*What you will do:* Using the data below, copy out all lines with the word "that".

*Input:*

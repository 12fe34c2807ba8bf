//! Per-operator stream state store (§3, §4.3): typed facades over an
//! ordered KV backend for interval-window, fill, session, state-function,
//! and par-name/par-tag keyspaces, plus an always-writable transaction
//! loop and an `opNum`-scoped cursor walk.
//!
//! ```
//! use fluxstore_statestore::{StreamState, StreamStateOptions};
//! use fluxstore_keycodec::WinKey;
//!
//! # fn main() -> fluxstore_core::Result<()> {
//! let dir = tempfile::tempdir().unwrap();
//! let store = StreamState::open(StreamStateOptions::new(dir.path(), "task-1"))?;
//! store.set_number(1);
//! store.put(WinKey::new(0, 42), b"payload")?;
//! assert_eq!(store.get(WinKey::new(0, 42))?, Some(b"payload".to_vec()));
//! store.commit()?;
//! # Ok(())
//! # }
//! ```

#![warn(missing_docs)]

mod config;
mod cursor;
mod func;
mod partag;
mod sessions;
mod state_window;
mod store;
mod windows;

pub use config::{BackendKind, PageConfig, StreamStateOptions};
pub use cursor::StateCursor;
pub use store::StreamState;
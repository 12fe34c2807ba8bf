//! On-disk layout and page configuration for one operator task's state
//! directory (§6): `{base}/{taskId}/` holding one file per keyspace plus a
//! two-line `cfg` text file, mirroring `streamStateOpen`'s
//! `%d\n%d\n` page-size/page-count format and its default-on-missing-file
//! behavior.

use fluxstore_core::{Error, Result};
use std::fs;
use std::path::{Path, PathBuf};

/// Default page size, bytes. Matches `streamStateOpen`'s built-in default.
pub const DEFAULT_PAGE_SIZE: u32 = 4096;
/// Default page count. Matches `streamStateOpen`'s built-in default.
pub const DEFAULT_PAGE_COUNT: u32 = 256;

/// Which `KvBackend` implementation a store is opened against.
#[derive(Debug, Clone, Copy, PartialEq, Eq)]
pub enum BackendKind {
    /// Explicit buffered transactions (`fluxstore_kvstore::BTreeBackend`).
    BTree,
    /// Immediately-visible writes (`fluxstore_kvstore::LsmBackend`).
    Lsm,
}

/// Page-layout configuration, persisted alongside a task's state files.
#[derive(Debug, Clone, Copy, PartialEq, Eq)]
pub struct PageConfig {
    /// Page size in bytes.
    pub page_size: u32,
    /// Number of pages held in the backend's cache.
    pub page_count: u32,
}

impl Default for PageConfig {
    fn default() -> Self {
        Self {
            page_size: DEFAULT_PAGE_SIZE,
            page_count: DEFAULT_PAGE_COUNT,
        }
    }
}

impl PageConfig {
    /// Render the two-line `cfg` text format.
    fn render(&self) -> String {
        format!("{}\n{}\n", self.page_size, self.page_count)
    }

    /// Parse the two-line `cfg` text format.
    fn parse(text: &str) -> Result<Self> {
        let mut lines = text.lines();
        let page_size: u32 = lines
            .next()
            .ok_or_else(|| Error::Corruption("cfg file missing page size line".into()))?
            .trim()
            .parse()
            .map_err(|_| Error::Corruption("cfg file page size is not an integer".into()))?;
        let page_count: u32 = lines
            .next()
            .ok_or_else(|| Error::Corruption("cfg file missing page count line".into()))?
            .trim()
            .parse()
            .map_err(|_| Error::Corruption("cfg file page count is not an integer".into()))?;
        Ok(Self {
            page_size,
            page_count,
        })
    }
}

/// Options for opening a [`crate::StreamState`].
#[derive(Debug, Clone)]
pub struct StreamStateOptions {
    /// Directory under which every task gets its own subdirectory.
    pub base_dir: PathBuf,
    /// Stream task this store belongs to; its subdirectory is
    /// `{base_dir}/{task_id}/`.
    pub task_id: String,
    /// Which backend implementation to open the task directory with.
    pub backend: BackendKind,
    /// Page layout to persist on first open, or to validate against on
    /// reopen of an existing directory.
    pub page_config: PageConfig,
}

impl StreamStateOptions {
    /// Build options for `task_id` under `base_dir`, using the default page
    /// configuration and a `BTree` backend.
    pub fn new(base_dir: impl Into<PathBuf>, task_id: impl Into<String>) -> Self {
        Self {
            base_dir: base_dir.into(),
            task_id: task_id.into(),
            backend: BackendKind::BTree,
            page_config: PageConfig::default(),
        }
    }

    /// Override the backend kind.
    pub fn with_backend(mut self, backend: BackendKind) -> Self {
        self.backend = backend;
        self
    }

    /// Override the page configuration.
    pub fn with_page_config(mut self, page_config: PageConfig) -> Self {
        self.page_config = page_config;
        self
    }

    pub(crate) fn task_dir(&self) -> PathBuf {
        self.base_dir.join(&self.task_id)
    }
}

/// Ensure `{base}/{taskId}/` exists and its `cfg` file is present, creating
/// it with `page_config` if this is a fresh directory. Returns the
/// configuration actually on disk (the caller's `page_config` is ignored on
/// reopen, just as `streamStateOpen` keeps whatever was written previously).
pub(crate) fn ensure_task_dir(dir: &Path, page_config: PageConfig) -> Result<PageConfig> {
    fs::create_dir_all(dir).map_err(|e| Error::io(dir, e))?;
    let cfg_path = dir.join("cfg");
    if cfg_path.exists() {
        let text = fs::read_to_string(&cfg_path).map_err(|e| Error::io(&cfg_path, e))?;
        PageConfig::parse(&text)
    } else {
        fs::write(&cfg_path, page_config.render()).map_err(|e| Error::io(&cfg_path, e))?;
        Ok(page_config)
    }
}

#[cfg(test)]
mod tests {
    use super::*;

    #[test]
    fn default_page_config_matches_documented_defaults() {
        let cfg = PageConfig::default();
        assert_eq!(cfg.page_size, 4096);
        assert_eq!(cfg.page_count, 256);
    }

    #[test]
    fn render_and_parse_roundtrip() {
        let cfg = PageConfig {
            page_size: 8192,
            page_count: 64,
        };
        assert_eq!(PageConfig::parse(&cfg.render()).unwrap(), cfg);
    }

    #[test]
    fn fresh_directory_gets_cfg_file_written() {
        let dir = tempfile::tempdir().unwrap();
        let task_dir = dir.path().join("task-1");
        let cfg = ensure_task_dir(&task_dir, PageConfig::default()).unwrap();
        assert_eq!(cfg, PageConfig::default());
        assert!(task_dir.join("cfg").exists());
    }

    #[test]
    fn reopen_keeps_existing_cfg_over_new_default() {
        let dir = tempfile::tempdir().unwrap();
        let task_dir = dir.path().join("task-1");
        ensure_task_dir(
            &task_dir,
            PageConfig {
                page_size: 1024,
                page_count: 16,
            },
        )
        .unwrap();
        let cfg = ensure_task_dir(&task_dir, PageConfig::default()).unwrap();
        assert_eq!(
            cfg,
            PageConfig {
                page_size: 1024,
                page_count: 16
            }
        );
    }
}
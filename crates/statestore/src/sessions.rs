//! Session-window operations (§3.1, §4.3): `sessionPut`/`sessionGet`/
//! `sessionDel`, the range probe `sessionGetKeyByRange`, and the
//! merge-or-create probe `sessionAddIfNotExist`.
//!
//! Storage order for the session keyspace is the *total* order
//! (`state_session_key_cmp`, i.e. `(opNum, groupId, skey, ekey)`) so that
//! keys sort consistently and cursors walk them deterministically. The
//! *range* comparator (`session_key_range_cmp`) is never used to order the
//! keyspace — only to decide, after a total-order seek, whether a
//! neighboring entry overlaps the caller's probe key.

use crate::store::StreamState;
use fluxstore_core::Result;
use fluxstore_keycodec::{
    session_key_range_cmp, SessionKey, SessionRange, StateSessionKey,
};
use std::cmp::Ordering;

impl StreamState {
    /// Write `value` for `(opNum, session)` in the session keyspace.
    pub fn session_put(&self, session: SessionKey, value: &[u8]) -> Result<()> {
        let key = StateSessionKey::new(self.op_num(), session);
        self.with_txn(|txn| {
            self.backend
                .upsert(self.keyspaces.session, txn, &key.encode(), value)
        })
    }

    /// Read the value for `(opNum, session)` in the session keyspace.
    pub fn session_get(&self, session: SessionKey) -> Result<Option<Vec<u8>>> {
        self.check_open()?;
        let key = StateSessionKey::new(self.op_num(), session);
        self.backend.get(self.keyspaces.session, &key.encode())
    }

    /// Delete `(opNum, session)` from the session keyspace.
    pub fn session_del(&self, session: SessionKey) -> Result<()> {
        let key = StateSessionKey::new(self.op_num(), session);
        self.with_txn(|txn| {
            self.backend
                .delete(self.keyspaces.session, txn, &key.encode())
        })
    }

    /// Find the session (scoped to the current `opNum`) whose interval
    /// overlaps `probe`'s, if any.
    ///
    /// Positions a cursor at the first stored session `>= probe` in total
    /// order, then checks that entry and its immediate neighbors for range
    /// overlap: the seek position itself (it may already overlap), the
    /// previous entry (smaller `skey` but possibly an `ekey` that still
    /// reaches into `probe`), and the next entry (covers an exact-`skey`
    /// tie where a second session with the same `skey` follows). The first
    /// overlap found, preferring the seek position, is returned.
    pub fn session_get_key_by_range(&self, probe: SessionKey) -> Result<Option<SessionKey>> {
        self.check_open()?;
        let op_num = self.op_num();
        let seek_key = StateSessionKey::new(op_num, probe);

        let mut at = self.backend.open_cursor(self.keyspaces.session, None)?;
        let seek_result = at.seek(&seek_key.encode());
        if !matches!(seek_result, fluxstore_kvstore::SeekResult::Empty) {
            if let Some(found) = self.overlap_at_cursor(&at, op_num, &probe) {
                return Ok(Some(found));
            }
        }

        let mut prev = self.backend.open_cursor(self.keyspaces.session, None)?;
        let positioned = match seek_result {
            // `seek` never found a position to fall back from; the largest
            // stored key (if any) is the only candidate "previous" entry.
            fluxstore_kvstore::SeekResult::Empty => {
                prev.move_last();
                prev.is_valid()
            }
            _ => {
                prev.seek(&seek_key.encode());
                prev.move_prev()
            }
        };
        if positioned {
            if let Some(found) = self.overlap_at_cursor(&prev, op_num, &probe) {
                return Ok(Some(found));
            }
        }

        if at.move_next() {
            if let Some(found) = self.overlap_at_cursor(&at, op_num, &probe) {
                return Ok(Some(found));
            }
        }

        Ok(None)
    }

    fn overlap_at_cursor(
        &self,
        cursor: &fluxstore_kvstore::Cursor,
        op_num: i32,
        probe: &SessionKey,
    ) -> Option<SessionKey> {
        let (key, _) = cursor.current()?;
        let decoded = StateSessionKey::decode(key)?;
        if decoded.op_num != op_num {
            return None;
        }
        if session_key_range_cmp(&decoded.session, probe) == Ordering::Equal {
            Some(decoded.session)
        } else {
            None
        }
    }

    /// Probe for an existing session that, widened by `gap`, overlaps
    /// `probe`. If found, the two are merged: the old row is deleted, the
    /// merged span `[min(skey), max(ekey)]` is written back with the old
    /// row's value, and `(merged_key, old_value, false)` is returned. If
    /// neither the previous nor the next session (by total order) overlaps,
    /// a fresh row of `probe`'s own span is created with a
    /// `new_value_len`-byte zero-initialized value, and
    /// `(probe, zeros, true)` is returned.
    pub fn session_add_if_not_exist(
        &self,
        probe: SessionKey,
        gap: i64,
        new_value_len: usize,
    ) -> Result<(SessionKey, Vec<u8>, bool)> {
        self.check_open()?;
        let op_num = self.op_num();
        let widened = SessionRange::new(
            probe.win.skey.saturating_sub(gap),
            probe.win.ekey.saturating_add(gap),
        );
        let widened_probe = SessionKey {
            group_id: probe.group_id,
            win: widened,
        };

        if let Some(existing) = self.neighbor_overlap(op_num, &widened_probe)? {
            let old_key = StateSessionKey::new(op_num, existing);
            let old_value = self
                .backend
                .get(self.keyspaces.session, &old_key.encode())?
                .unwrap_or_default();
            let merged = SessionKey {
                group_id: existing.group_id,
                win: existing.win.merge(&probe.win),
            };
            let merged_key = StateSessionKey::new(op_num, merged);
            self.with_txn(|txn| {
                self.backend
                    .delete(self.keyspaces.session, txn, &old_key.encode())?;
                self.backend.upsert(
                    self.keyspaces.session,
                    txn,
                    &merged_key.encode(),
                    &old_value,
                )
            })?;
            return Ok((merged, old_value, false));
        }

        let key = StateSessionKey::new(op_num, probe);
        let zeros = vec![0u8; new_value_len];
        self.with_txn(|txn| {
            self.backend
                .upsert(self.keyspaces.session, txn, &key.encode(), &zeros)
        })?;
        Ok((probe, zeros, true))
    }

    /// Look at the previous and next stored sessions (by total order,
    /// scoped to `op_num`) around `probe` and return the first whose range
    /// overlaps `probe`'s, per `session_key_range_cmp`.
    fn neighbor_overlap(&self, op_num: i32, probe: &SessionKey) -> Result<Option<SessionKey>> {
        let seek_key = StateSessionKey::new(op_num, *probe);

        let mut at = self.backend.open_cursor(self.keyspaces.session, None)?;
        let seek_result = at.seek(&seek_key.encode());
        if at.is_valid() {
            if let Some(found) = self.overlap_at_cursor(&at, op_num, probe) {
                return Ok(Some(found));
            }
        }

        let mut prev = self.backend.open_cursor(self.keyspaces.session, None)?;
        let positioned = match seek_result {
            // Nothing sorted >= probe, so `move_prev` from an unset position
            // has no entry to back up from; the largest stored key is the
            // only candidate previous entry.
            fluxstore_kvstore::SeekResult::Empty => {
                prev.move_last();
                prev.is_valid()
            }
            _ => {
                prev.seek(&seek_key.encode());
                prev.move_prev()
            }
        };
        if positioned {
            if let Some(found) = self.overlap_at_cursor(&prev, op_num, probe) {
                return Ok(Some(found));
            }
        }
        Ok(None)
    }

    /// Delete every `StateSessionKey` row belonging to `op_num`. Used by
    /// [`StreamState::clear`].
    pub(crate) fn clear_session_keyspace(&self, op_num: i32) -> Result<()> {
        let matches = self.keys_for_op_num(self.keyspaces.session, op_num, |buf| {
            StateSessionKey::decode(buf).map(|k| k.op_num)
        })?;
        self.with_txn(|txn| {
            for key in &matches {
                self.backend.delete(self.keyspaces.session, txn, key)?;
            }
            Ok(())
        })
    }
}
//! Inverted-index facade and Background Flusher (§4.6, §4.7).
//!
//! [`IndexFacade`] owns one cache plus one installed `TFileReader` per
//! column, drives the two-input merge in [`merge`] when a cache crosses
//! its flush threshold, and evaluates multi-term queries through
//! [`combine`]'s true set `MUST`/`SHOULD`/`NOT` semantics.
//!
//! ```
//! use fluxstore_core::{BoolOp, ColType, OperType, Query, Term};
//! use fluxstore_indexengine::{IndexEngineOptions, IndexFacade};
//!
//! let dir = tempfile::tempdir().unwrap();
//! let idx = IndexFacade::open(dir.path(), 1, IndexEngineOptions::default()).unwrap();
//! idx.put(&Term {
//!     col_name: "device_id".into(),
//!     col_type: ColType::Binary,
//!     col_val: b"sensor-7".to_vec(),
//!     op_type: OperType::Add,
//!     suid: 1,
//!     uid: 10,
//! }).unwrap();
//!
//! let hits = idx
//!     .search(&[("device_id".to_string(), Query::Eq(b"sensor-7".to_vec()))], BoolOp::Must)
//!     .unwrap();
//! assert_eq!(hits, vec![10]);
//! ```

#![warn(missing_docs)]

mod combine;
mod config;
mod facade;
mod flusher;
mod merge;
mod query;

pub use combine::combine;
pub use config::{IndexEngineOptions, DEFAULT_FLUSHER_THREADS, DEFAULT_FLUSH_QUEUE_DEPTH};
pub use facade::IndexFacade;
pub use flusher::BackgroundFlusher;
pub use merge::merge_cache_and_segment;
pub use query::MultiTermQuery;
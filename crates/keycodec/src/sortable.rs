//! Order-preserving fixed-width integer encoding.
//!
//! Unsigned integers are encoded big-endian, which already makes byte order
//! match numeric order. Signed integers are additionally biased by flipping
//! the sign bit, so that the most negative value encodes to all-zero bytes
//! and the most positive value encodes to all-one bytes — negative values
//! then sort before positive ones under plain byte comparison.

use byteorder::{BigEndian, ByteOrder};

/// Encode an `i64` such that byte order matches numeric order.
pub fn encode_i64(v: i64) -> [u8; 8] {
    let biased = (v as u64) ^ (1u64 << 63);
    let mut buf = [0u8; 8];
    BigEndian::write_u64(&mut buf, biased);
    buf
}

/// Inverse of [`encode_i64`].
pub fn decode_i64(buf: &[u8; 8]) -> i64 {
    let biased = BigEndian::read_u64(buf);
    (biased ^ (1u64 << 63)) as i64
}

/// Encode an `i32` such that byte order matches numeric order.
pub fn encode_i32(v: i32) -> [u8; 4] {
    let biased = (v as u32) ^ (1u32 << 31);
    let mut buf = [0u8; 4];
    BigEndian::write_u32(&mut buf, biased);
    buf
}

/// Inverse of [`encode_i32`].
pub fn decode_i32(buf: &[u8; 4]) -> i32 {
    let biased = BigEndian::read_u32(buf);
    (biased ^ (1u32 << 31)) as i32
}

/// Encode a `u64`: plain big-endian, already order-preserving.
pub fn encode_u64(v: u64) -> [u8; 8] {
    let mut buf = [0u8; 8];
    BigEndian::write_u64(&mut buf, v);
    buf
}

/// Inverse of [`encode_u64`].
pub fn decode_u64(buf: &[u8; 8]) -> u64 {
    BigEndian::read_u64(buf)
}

*Response:*
//! (`state_session_key_cmp`, i.e. `(opNum, groupId, skey, ekey)`) so that
    /// order, then checks that entry and its immediate neighbors for range
    /// previous entry (smaller `skey` but possibly an `ekey` that still
    /// Probe for an existing session that, widened by `gap`, overlaps
//! the sign bit, so that the most negative value encodes to all-zero bytes
/// Encode an `i64` such that byte order matches numeric order.
/// Encode an `i32` such that byte order matches numeric order.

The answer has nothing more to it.